En fait, notre malheur nous rend surtout amers quand nous contemplons ou imaginons le bonheur de notre voisin – parce que nous nous sentons choisis, distingués pour l'infélicité alors que nous aurions pu comme lui être nés pour la fortune. Qui se plaindrait d'être boiteux si toute l'humanité boitait ? Et quels ne seraient pas les rugissements, et la furieuse révolte, de l'homme qui serait environné de neige, de froid, de vent, au cœur d'un hiver conçu spécialement pour lui par les cieux afin de n'environner que lui – tandis que tout autour l'humanité toute entière s'agiterait dans la lumineuse mansuétude du printemps ?
En effet, murmurai-je, cet homme-là aurait toutes les raisons de rugir...

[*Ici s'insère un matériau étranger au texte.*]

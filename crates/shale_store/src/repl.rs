//! Replication manager: custody of sockets borrowed from client sessions.
//!
//! The dispatcher hands a replica's connection here when it sees `FULLSYNC`
//! or `INCRSYNC`; from that point the session framework never touches the
//! socket again. Full-sync streams a snapshot of the requested shard;
//! incr-sync validates the requested position against the shard's change
//! counter, registers the replica, and keeps the connection alive with
//! periodic pings. The sync protocol state machines beyond registration and
//! snapshot supply live with the replica side.

use std::collections::HashMap;
use std::sync::atomic::{AtomicBool, Ordering};
use std::sync::{Arc, Mutex, Weak};
use std::time::Duration;

use tokio::io::AsyncWriteExt;
use tokio::sync::watch;
use tokio::task::JoinHandle;

use crate::error::{Error, Result};
use crate::network::ReplicaConn;
use crate::server::Server;

struct ReplicaState {
    dst_store_id: u32,
    listen_addr: String,
    cancel: watch::Sender<bool>,
}

pub struct ReplManager {
    server: Weak<Server>,
    running: AtomicBool,
    replicas: Mutex<HashMap<u32, Vec<ReplicaState>>>,
    shutdown: watch::Sender<bool>,
    tasks: Mutex<Vec<JoinHandle<()>>>,
}

fn parse_store_id(raw: &str) -> Result<u32> {
    raw.parse::<u32>()
        .map_err(|_| Error::parse_packet(format!("invalid store id {raw}")))
}

impl ReplManager {
    pub fn new(server: Weak<Server>) -> Arc<Self> {
        let (shutdown, _) = watch::channel(false);
        Arc::new(Self {
            server,
            running: AtomicBool::new(false),
            replicas: Mutex::new(HashMap::new()),
            shutdown,
            tasks: Mutex::new(Vec::new()),
        })
    }

    /// The network must already be prepared so replicas can reach us; there
    /// is nothing else to set up on the master side.
    pub fn startup(&self) -> Result<()> {
        self.running.store(true, Ordering::Relaxed);
        Ok(())
    }

    /// Number of registered incremental replicas for a shard.
    pub fn replica_count(&self, store_id: u32) -> usize {
        self.replicas
            .lock()
            .unwrap()
            .get(&store_id)
            .map(Vec::len)
            .unwrap_or(0)
    }

    /// Stream a full snapshot of `store_id` over the borrowed connection.
    /// The connection is owned by this manager from here on.
    pub fn supply_full_sync(
        self: &Arc<Self>,
        mut conn: ReplicaConn,
        store_id: &str,
        dst_store_id: &str,
        pos: &str,
    ) {
        let manager = Arc::clone(self);
        let store_id = store_id.to_string();
        let dst = dst_store_id.to_string();
        let pos = pos.to_string();
        let mut shutdown = self.shutdown.subscribe();
        let task = tokio::spawn(async move {
            let result = manager.run_full_sync(&mut conn, &store_id, &dst, &pos).await;
            if let Err(err) = result {
                tracing::warn!(store_id = %store_id, error = %err, "full sync failed");
                return;
            }
            // Retain the socket until the replica hangs up or we stop.
            let stream = conn.get_mut();
            let mut probe = [0u8; 1];
            tokio::select! {
                _ = shutdown.changed() => {}
                _ = stream.peek(&mut probe) => {}
            }
        });
        self.tasks.lock().unwrap().push(task);
    }

    async fn run_full_sync(
        &self,
        conn: &mut ReplicaConn,
        store_id: &str,
        _dst_store_id: &str,
        _pos: &str,
    ) -> Result<()> {
        let server = self
            .server
            .upgrade()
            .ok_or_else(|| Error::internal("server is gone"))?;
        let id = parse_store_id(store_id)?;
        let store = server.store(id)?;
        let entries = store.export_all()?;
        let changes = store.changes();

        let mut payload = Vec::with_capacity(64 + entries.len() * 32);
        payload.extend_from_slice(format!("*{}\r\n", entries.len() * 2).as_bytes());
        for (key, record) in &entries {
            payload.extend_from_slice(format!("${}\r\n", key.len()).as_bytes());
            payload.extend_from_slice(key);
            payload.extend_from_slice(b"\r\n");
            payload.extend_from_slice(format!("${}\r\n", record.value.len()).as_bytes());
            payload.extend_from_slice(&record.value);
            payload.extend_from_slice(b"\r\n");
        }
        payload.extend_from_slice(format!("+FULLSYNC-END {changes}\r\n").as_bytes());

        let stream = conn.get_mut();
        stream.write_all(&payload).await?;
        stream.flush().await?;
        tracing::info!(
            store_id = id,
            entries = entries.len(),
            changes = changes,
            "full sync supplied"
        );
        Ok(())
    }

    /// Register an incremental replica. Returns whether the registration was
    /// accepted; the connection is owned by this manager either way.
    pub fn register_incr_sync(
        self: &Arc<Self>,
        mut conn: ReplicaConn,
        store_id: &str,
        dst_store_id: &str,
        pos: &str,
        listen_ip: &str,
        listen_port: &str,
    ) -> bool {
        if !self.running.load(Ordering::Relaxed) {
            return false;
        }
        let Some(server) = self.server.upgrade() else {
            return false;
        };
        let (Ok(id), Ok(dst)) = (parse_store_id(store_id), parse_store_id(dst_store_id)) else {
            return false;
        };
        let Ok(requested_pos) = pos.parse::<u64>() else {
            return false;
        };
        let Ok(store) = server.store(id) else {
            return false;
        };
        // A replica cannot resume from a position we have not reached yet.
        if requested_pos > store.changes() {
            tracing::warn!(
                store_id = id,
                requested_pos = requested_pos,
                changes = store.changes(),
                "incr sync position ahead of master"
            );
            return false;
        }

        let (cancel, mut cancel_rx) = watch::channel(false);
        let listen_addr = format!("{listen_ip}:{listen_port}");
        self.replicas.lock().unwrap().entry(id).or_default().push(ReplicaState {
            dst_store_id: dst,
            listen_addr: listen_addr.clone(),
            cancel,
        });
        tracing::info!(
            store_id = id,
            dst_store_id = dst,
            replica = %listen_addr,
            pos = requested_pos,
            "incr sync registered"
        );

        let mut shutdown = self.shutdown.subscribe();
        let task = tokio::spawn(async move {
            let stream = conn.get_mut();
            if stream.write_all(b"+OK\r\n").await.is_err() {
                return;
            }
            let _ = stream.flush().await;
            let mut ticker = tokio::time::interval(Duration::from_secs(1));
            loop {
                tokio::select! {
                    _ = shutdown.changed() => break,
                    _ = cancel_rx.changed() => break,
                    _ = ticker.tick() => {
                        let ping = format!("+PING {}\r\n", store.changes());
                        if stream.write_all(ping.as_bytes()).await.is_err() {
                            break;
                        }
                        if stream.flush().await.is_err() {
                            break;
                        }
                    }
                }
            }
        });
        self.tasks.lock().unwrap().push(task);
        true
    }

    /// Drop every replica registered against one shard.
    pub fn stop_store(&self, store_id: u32) -> Result<()> {
        let removed = self.replicas.lock().unwrap().remove(&store_id);
        if let Some(replicas) = removed {
            for replica in replicas {
                let _ = replica.cancel.send(true);
                tracing::info!(
                    store_id = store_id,
                    dst_store_id = replica.dst_store_id,
                    replica = %replica.listen_addr,
                    "replica dropped"
                );
            }
        }
        Ok(())
    }

    /// Quiesce every replica task and release their sockets.
    pub async fn stop(&self) {
        self.running.store(false, Ordering::Relaxed);
        let _ = self.shutdown.send(true);
        self.replicas.lock().unwrap().clear();
        let tasks = std::mem::take(&mut *self.tasks.lock().unwrap());
        for task in tasks {
            if let Err(err) = task.await {
                if !err.is_cancelled() {
                    tracing::warn!(error = ?err, "replica task join failed");
                }
            }
        }
    }
}
//! Connected-client state shared between the network loop and the
//! coordinator.

use std::net::SocketAddr;
use std::sync::atomic::{AtomicBool, AtomicU32, Ordering};
use std::sync::Arc;

use bytes::Bytes;
use tokio::sync::{mpsc, watch};

/// Per-connection context: current database, monitor flag, auth state and
/// the close-after-reply latch set by QUIT.
#[derive(Default)]
pub struct SessionCtx {
    db_id: AtomicU32,
    is_monitor: AtomicBool,
    authed: AtomicBool,
    close_after_reply: AtomicBool,
}

impl SessionCtx {
    pub fn db_id(&self) -> u32 {
        self.db_id.load(Ordering::Relaxed)
    }

    pub fn set_db_id(&self, db: u32) {
        self.db_id.store(db, Ordering::Relaxed);
    }

    pub fn is_monitor(&self) -> bool {
        self.is_monitor.load(Ordering::Relaxed)
    }

    pub fn set_monitor(&self, on: bool) {
        self.is_monitor.store(on, Ordering::Relaxed);
    }

    pub fn authed(&self) -> bool {
        self.authed.load(Ordering::Relaxed)
    }

    pub fn set_authed(&self, on: bool) {
        self.authed.store(on, Ordering::Relaxed);
    }

    pub fn close_after_reply(&self) -> bool {
        self.close_after_reply.load(Ordering::Relaxed)
    }

    pub fn set_close_after_reply(&self) {
        self.close_after_reply.store(true, Ordering::Relaxed);
    }
}

/// Shared handle to a live session, held by the registry and the monitor
/// list. The socket itself stays with the session's network task.
#[derive(Clone)]
pub struct SessionHandle {
    pub id: u64,
    pub remote: SocketAddr,
    pub ctx: Arc<SessionCtx>,
    out_tx: mpsc::UnboundedSender<Bytes>,
    cancel: Arc<watch::Sender<bool>>,
}

impl SessionHandle {
    pub fn new(
        id: u64,
        remote: SocketAddr,
        out_tx: mpsc::UnboundedSender<Bytes>,
        cancel: Arc<watch::Sender<bool>>,
    ) -> Self {
        Self {
            id,
            remote,
            ctx: Arc::new(SessionCtx::default()),
            out_tx,
            cancel,
        }
    }

    /// Queue raw bytes for out-of-band delivery (the monitor feed). Returns
    /// whether the session's writer is still alive.
    pub fn push_out_of_band(&self, payload: Bytes) -> bool {
        self.out_tx.send(payload).is_ok()
    }

    /// Cooperative cancel: interrupts the session's next I/O operation.
    pub fn cancel(&self) {
        let _ = self.cancel.send(true);
    }
}

#[cfg(test)]
mod tests {
    use super::*;

    fn handle() -> (SessionHandle, mpsc::UnboundedReceiver<Bytes>, watch::Receiver<bool>) {
        let (out_tx, out_rx) = mpsc::unbounded_channel();
        let (cancel_tx, cancel_rx) = watch::channel(false);
        let handle = SessionHandle::new(
            7,
            "127.0.0.1:4242".parse().unwrap(),
            out_tx,
            Arc::new(cancel_tx),
        );
        (handle, out_rx, cancel_rx)
    }

    #[test]
    fn ctx_defaults() {
        let (handle, _out, _cancel) = handle();
        assert_eq!(handle.ctx.db_id(), 0);
        assert!(!handle.ctx.is_monitor());
        assert!(!handle.ctx.authed());
        assert!(!handle.ctx.close_after_reply());
    }

    #[test]
    fn out_of_band_delivery_and_cancel() {
        let (handle, mut out, cancel) = handle();
        assert!(handle.push_out_of_band(Bytes::from_static(b"+line\r\n")));
        assert_eq!(&out.try_recv().unwrap()[..], b"+line\r\n");

        assert!(!*cancel.borrow());
        handle.cancel();
        assert!(*cancel.borrow());

        drop(out);
        assert!(!handle.push_out_of_band(Bytes::new()));
    }
}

D'autre part, s'écriait encore mon ami, le pessimisme est excellent pour les inertes, car il minimise leur coupable délit d'inertie. Si le seul but est une montagne de douleur contre laquelle l'âme va se heurter, pourquoi marcher vers ce but en affrontant les embarras du monde ? Et d'ailleurs tous les lyriques et tous les théoriciens du pessimisme, de Salomon à ce malin de Schopenhauer, n'entonnent leur cantique, ne propagent leur doctrine que pour dissimuler les misères qui les humilient, en les subordonnant toutes à une vaste loi de la vie, une loi cosmique, et en conférant ainsi aux infimes imperfections de leur caractère ou de leur sort l'auréole d'une origine quasi divine. Ce brave Schopenhauer formule tout son schopenhauerisme quand il est encore un philosophe sans éditeur, et un professeur sans disciples ; et il souffre de terreurs et de manies atroces ; et il cache son argent sous son plancher ; et il rédige sa comptabilité en grec dans la méfiance et les lamentations ; et il vit dans la cave par peur des incendies ; et il voyage avec un gobelet en fer-blanc dans sa poche pour ne pas toucher du verre que des lèvres de lépreux auraient contaminé !... À ce moment-là, Schopenhauer est sombrement schopenhauerien. Mais il suffit qu'il pénètre dans la célébrité pour que ses nerfs irritables se calment, et que l'entoure une paix aimable, et il n'est alors, dans tout Francfort, de bourgeois plus optimiste, de face plus réjouie, et qui profite plus sensément des avantages de l'intelligence et de la vie !...»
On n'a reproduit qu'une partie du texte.